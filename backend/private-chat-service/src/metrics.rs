use std::time::Instant;

use axum::{
    body::Body,
    extract::MatchedPath,
    http::{Request, StatusCode},
    middleware::Next,
    response::{IntoResponse, Response},
};
use once_cell::sync::Lazy;
use prometheus::{
    Encoder, HistogramOpts, HistogramVec, IntCounter, IntCounterVec, IntGauge, Opts, TextEncoder,
};

fn register<C: prometheus::core::Collector + Clone + 'static>(collector: C) -> C {
    // Re-registration only happens when several test servers share a binary.
    let _ = prometheus::default_registry().register(Box::new(collector.clone()));
    collector
}

static HTTP_REQUESTS_TOTAL: Lazy<IntCounterVec> = Lazy::new(|| {
    register(
        IntCounterVec::new(
            Opts::new(
                "private_chat_http_requests_total",
                "Total HTTP requests handled by private-chat-service",
            ),
            &["method", "path", "status"],
        )
        .expect("valid private_chat_http_requests_total definition"),
    )
});

static HTTP_REQUEST_DURATION_SECONDS: Lazy<HistogramVec> = Lazy::new(|| {
    register(
        HistogramVec::new(
            HistogramOpts::new(
                "private_chat_http_request_duration_seconds",
                "HTTP request latencies for private-chat-service",
            )
            .buckets(vec![
                0.001, 0.005, 0.01, 0.025, 0.05, 0.1, 0.25, 0.5, 1.0, 2.5,
            ]),
            &["method", "path", "status"],
        )
        .expect("valid private_chat_http_request_duration_seconds definition"),
    )
});

pub static WS_CONNECTIONS: Lazy<IntGauge> = Lazy::new(|| {
    register(
        IntGauge::new(
            "private_chat_ws_connections",
            "Currently open socket connections",
        )
        .expect("valid private_chat_ws_connections definition"),
    )
});

pub static MESSAGES_DELIVERED: Lazy<IntCounter> = Lazy::new(|| {
    register(
        IntCounter::new(
            "private_chat_messages_delivered_total",
            "Messages broadcast to a room",
        )
        .expect("valid private_chat_messages_delivered_total definition"),
    )
});

pub static AUTO_JOINS: Lazy<IntCounter> = Lazy::new(|| {
    register(
        IntCounter::new(
            "private_chat_auto_joins_total",
            "Recipient connections joined to a room at delivery time",
        )
        .expect("valid private_chat_auto_joins_total definition"),
    )
});

pub static PERSISTENCE_FAILURES: Lazy<IntCounter> = Lazy::new(|| {
    register(
        IntCounter::new(
            "private_chat_persistence_failures_total",
            "Messages the writer gave up on",
        )
        .expect("valid private_chat_persistence_failures_total definition"),
    )
});

pub async fn track_http_metrics(req: Request<Body>, next: Next) -> Response {
    let method = req.method().as_str().to_string();
    let path = req
        .extensions()
        .get::<MatchedPath>()
        .map(|p| p.as_str().to_string())
        .unwrap_or_else(|| req.uri().path().to_string());
    let start = Instant::now();

    let response = next.run(req).await;
    let status = response.status().as_u16().to_string();
    HTTP_REQUESTS_TOTAL
        .with_label_values(&[&method, &path, &status])
        .inc();
    HTTP_REQUEST_DURATION_SECONDS
        .with_label_values(&[&method, &path, &status])
        .observe(start.elapsed().as_secs_f64());

    response
}

pub async fn metrics_handler() -> impl IntoResponse {
    let encoder = TextEncoder::new();
    let metric_families = prometheus::gather();

    let mut buffer = Vec::new();
    if let Err(err) = encoder.encode(&metric_families, &mut buffer) {
        return (StatusCode::INTERNAL_SERVER_ERROR, err.to_string()).into_response();
    }

    (
        StatusCode::OK,
        [(axum::http::header::CONTENT_TYPE, encoder.format_type().to_string())],
        buffer,
    )
        .into_response()
}
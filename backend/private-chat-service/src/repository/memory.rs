use async_trait::async_trait;
use std::collections::{HashMap, HashSet};
use tokio::sync::RwLock;

use super::{belongs_to_room, AppendOutcome, ConversationSummary, MessageRepository, StoreError};
use crate::models::{Message, MessageId, UnreadGroup, UserId};
use crate::room::RoomId;

#[derive(Default)]
struct Inner {
    /// Insertion order doubles as the tie-break sequence
    rows: Vec<Message>,
    index: HashMap<MessageId, usize>,
}

/// Process-local store for development and tests.
#[derive(Default)]
pub struct InMemoryMessageRepository {
    inner: RwLock<Inner>,
}

impl InMemoryMessageRepository {
    pub fn new() -> Self {
        Self::default()
    }

    pub async fn len(&self) -> usize {
        self.inner.read().await.rows.len()
    }
}

/// Stable sort keeps insertion order among equal timestamps.
fn sorted_by_time(mut messages: Vec<Message>) -> Vec<Message> {
    messages.sort_by_key(|m| m.timestamp);
    messages
}

#[async_trait]
impl MessageRepository for InMemoryMessageRepository {
    async fn append(&self, message: &Message) -> Result<AppendOutcome, StoreError> {
        let mut inner = self.inner.write().await;
        if inner.index.contains_key(&message.message_id) {
            return Ok(AppendOutcome::Duplicate);
        }
        let pos = inner.rows.len();
        inner.index.insert(message.message_id.clone(), pos);
        inner.rows.push(message.clone());
        Ok(AppendOutcome::Inserted)
    }

    async fn history(
        &self,
        room: &RoomId,
        limit: i64,
        offset: i64,
    ) -> Result<Vec<Message>, StoreError> {
        let inner = self.inner.read().await;
        let in_room = sorted_by_time(
            inner
                .rows
                .iter()
                .filter(|m| belongs_to_room(m, room))
                .cloned()
                .collect(),
        );

        let limit = usize::try_from(limit.max(0)).unwrap_or(usize::MAX);
        let offset = usize::try_from(offset.max(0)).unwrap_or(usize::MAX);
        let end = in_room.len().saturating_sub(offset);
        let start = end.saturating_sub(limit);
        Ok(in_room[start..end].to_vec())
    }

    async fn unread_by_recipient(
        &self,
        recipient: &UserId,
    ) -> Result<Vec<UnreadGroup>, StoreError> {
        let inner = self.inner.read().await;
        let mut by_sender: HashMap<UserId, Vec<Message>> = HashMap::new();
        for m in inner
            .rows
            .iter()
            .filter(|m| &m.recipient_id == recipient && !m.is_read)
        {
            by_sender
                .entry(m.sender_id.clone())
                .or_default()
                .push(m.clone());
        }

        let mut groups: Vec<UnreadGroup> = by_sender
            .into_iter()
            .filter_map(|(sender, messages)| UnreadGroup::from_messages(sender, messages))
            .collect();
        groups.sort_by(|a, b| b.latest_message_time.cmp(&a.latest_message_time));
        Ok(groups)
    }

    async fn mark_read(&self, recipient: &UserId, sender: &UserId) -> Result<u64, StoreError> {
        let mut inner = self.inner.write().await;
        let mut updated = 0;
        for m in inner.rows.iter_mut() {
            if &m.recipient_id == recipient && &m.sender_id == sender && !m.is_read {
                m.is_read = true;
                updated += 1;
            }
        }
        Ok(updated)
    }

    async fn mark_read_by_ids(
        &self,
        recipient: &UserId,
        room: &RoomId,
        ids: &[MessageId],
    ) -> Result<u64, StoreError> {
        let wanted: HashSet<&MessageId> = ids.iter().collect();
        let mut inner = self.inner.write().await;
        let mut updated = 0;
        for m in inner.rows.iter_mut() {
            if wanted.contains(&m.message_id)
                && &m.recipient_id == recipient
                && !m.is_read
                && belongs_to_room(m, room)
            {
                m.is_read = true;
                updated += 1;
            }
        }
        Ok(updated)
    }

    async fn total_unread(&self, recipient: &UserId) -> Result<u64, StoreError> {
        let inner = self.inner.read().await;
        Ok(inner
            .rows
            .iter()
            .filter(|m| &m.recipient_id == recipient && !m.is_read)
            .count() as u64)
    }

    async fn contact_summaries(
        &self,
        user: &UserId,
    ) -> Result<Vec<ConversationSummary>, StoreError> {
        let inner = self.inner.read().await;
        let mut summaries: HashMap<UserId, ConversationSummary> = HashMap::new();

        for m in sorted_by_time(inner.rows.clone()) {
            let Some(counterpart) = m.counterpart_of(user).cloned() else {
                continue;
            };
            let unread = u64::from(&m.recipient_id == user && !m.is_read);
            summaries
                .entry(counterpart.clone())
                .and_modify(|s| {
                    s.last_message = m.text.clone();
                    s.last_message_time = m.timestamp;
                    s.unread_count += unread;
                })
                .or_insert(ConversationSummary {
                    counterpart_id: counterpart,
                    last_message: m.text.clone(),
                    last_message_time: m.timestamp,
                    unread_count: unread,
                });
        }

        let mut out: Vec<_> = summaries.into_values().collect();
        out.sort_by(|a, b| b.last_message_time.cmp(&a.last_message_time));
        Ok(out)
    }
}
use std::collections::{BTreeMap, HashSet};

use crate::models::{Message, MessageId, UnreadGroup, UserId};

/// `PUT /mark-sender-read/:user_id`, to be fired after the badge cleared.
#[derive(Debug, Clone, PartialEq, Eq)]
pub struct MarkSenderRead {
    pub sender_id: UserId,
}

impl MarkSenderRead {
    pub fn path(&self) -> String {
        format!("/mark-sender-read/{}", self.sender_id)
    }
}

/// Unread badges per counterpart for one signed-in user.
///
/// Clearing a badge remembers the exact message ids it covered, so a server
/// reload that races the mark-read request cannot bring them back. An id is
/// forgotten once a reload stops listing it.
pub struct UnreadBadges {
    me: UserId,
    unread: BTreeMap<UserId, HashSet<MessageId>>,
    cleared: HashSet<MessageId>,
}

impl UnreadBadges {
    pub fn new(me: UserId) -> Self {
        Self {
            me,
            unread: BTreeMap::new(),
            cleared: HashSet::new(),
        }
    }

    fn track(&mut self, message: &Message) {
        if message.recipient_id != self.me
            || message.is_read
            || self.cleared.contains(&message.message_id)
        {
            return;
        }
        self.unread
            .entry(message.sender_id.clone())
            .or_default()
            .insert(message.message_id.clone());
    }

    /// Replace badges with the grouped `GET /unread-messages` result.
    pub fn apply_unread(&mut self, groups: &[UnreadGroup]) {
        let listed: HashSet<&MessageId> = groups
            .iter()
            .flat_map(|g| g.messages.iter())
            .map(|m| &m.message_id)
            .collect();
        self.cleared.retain(|id| listed.contains(id));

        self.unread.clear();
        for message in groups.iter().flat_map(|g| g.messages.iter()) {
            self.track(message);
        }
    }

    /// A live message; only ones addressed to this user count.
    pub fn record_incoming(&mut self, message: &Message) {
        self.track(message);
    }

    pub fn count_for(&self, counterpart: &UserId) -> usize {
        self.unread.get(counterpart).map_or(0, HashSet::len)
    }

    pub fn total(&self) -> usize {
        self.unread.values().map(HashSet::len).sum()
    }

    /// Counterparts with a non-zero badge, in id order.
    pub fn senders(&self) -> impl Iterator<Item = (&UserId, usize)> {
        self.unread
            .iter()
            .filter(|(_, ids)| !ids.is_empty())
            .map(|(user, ids)| (user, ids.len()))
    }

    /// Zero the badge now and hand back the request that makes it durable.
    pub fn mark_read(&mut self, counterpart: &UserId) -> MarkSenderRead {
        if let Some(ids) = self.unread.remove(counterpart) {
            self.cleared.extend(ids);
        }
        MarkSenderRead {
            sender_id: counterpart.clone(),
        }
    }
}

#[cfg(test)]
mod tests {
    use super::*;
    use chrono::{Duration, TimeZone, Utc};

    fn user(raw: &str) -> UserId {
        UserId::parse(raw).unwrap()
    }

    fn incoming(id: &str, from: &str, secs: i64) -> Message {
        Message::new(
            MessageId::parse(id).unwrap(),
            user(from),
            user("bob"),
            None,
            "hey".into(),
            Utc.with_ymd_and_hms(2024, 5, 1, 9, 0, 0).unwrap() + Duration::seconds(secs),
        )
    }

    #[test]
    fn badges_group_by_sender_and_dedupe() {
        let mut badges = UnreadBadges::new(user("bob"));
        let group = UnreadGroup::from_messages(
            user("alice"),
            vec![incoming("1", "alice", 1), incoming("2", "alice", 2)],
        )
        .unwrap();
        badges.apply_unread(&[group]);
        badges.record_incoming(&incoming("2", "alice", 2));
        badges.record_incoming(&incoming("3", "carol", 3));

        assert_eq!(badges.count_for(&user("alice")), 2);
        assert_eq!(badges.count_for(&user("carol")), 1);
        assert_eq!(badges.total(), 3);
        assert_eq!(
            badges.senders().collect::<Vec<_>>(),
            [(&user("alice"), 2), (&user("carol"), 1)]
        );
    }

    #[test]
    fn own_and_read_messages_do_not_count() {
        let mut badges = UnreadBadges::new(user("bob"));
        let mut read = incoming("1", "alice", 1);
        read.is_read = true;
        badges.record_incoming(&read);

        let mut outgoing = incoming("2", "alice", 2);
        std::mem::swap(&mut outgoing.sender_id, &mut outgoing.recipient_id);
        badges.record_incoming(&outgoing);

        assert_eq!(badges.total(), 0);
    }

    #[test]
    fn mark_read_clears_locally_and_survives_stale_reload() {
        let mut badges = UnreadBadges::new(user("bob"));
        badges.record_incoming(&incoming("1", "alice", 1));
        badges.record_incoming(&incoming("2", "alice", 2));

        let request = badges.mark_read(&user("alice"));
        assert_eq!(request.path(), "/mark-sender-read/alice");
        assert_eq!(badges.count_for(&user("alice")), 0);

        // Reload fetched before the server applied the flip.
        let stale = UnreadGroup::from_messages(
            user("alice"),
            vec![incoming("1", "alice", 1), incoming("2", "alice", 2)],
        )
        .unwrap();
        badges.apply_unread(&[stale]);
        assert_eq!(badges.count_for(&user("alice")), 0);

        badges.record_incoming(&incoming("3", "alice", 3));
        assert_eq!(badges.count_for(&user("alice")), 1);
    }

    #[test]
    fn same_instant_message_after_clear_still_counts() {
        let mut badges = UnreadBadges::new(user("bob"));
        badges.record_incoming(&incoming("1", "alice", 5));
        badges.mark_read(&user("alice"));

        // Stored after the flip, but stamped with the same instant.
        let later = UnreadGroup::from_messages(user("alice"), vec![incoming("2", "alice", 5)])
            .unwrap();
        badges.apply_unread(&[later.clone()]);
        assert_eq!(badges.count_for(&user("alice")), 1);
        badges.apply_unread(&[later]);
        assert_eq!(badges.count_for(&user("alice")), 1);
    }

    #[test]
    fn cleared_ids_are_forgotten_once_the_server_drops_them() {
        let mut badges = UnreadBadges::new(user("bob"));
        badges.record_incoming(&incoming("1", "alice", 1));
        badges.mark_read(&user("alice"));

        badges.apply_unread(&[]);
        // An older message from a skewed clock is not masked by the clear.
        let skewed = UnreadGroup::from_messages(user("alice"), vec![incoming("0", "alice", -60)])
            .unwrap();
        badges.apply_unread(&[skewed]);
        assert_eq!(badges.count_for(&user("alice")), 1);
    }
}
....
Go through the listing above and pull out each line containing the word "backend".

§ RESPONSE AREA:
filename backend/private-chat-service/src/metrics.rs
filename backend/private-chat-service/src/repository/memory.rs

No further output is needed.